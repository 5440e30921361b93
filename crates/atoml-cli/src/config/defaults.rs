pub struct DefaultsConfig {
    pub target: String,
    pub feature_kinds: Vec<String>,
    pub clean_zero: bool,
    pub standardize: bool,
    pub uncertainty: bool,
    pub test_fraction: f64,
    pub seed: u64,
    pub shuffle: bool,
    pub min_split: usize,
    pub neb_images: usize,
    pub spring_constant: f64,
    pub climbing_image: bool,
    pub fmax: f64,
    pub max_steps: usize,
    pub max_step_length: f64,
    pub neb_output: String,
}

impl Default for DefaultsConfig {
    fn default() -> Self {
        Self {
            target: "energy".to_string(),
            feature_kinds: vec!["eigenspectrum".to_string()],
            clean_zero: true,
            standardize: true,
            uncertainty: true,
            test_fraction: 0.2,
            seed: 42,
            shuffle: true,
            min_split: 5,
            neb_images: 5,
            spring_constant: 0.1,
            climbing_image: false,
            fmax: 0.05,
            max_steps: 500,
            max_step_length: 0.2,
            neb_output: "neb-path.xyz".to_string(),
        }
    }
}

= = = = =

• **Goal of the exercise**
The entries shown above should be copied out word for word.

• **Task response**
repository 5440e30921361b93
filename crates/atoml-cli/src/config/defaults.rs
pub struct DefaultsConfig {
    pub target: String,
    pub feature_kinds: Vec<String>,
    pub clean_zero: bool,
    pub standardize: bool,
    pub uncertainty: bool,
    pub test_fraction: f64,
    pub seed: u64,
    pub shuffle: bool,
    pub min_split: usize,
    pub neb_images: usize,
    pub spring_constant: f64,
    pub climbing_image: bool,
    pub fmax: f64,
    pub max_steps: usize,
    pub max_step_length: f64,
    pub neb_output: String,
}

impl Default for DefaultsConfig {
    fn default() -> Self {
        Self {
            target: "energy".to_string(),
            feature_kinds: vec!["eigenspectrum".to_string()],
            clean_zero: true,
            standardize: true,
            uncertainty: true,
            test_fraction: 0.2,
            seed: 42,
            shuffle: true,
            min_split: 5,
            neb_images: 5,
            spring_constant: 0.1,
            climbing_image: false,
            fmax: 0.05,
            max_steps: 500,
            max_step_length: 0.2,
            neb_output: "neb-path.xyz".to_string(),
        }
    }
}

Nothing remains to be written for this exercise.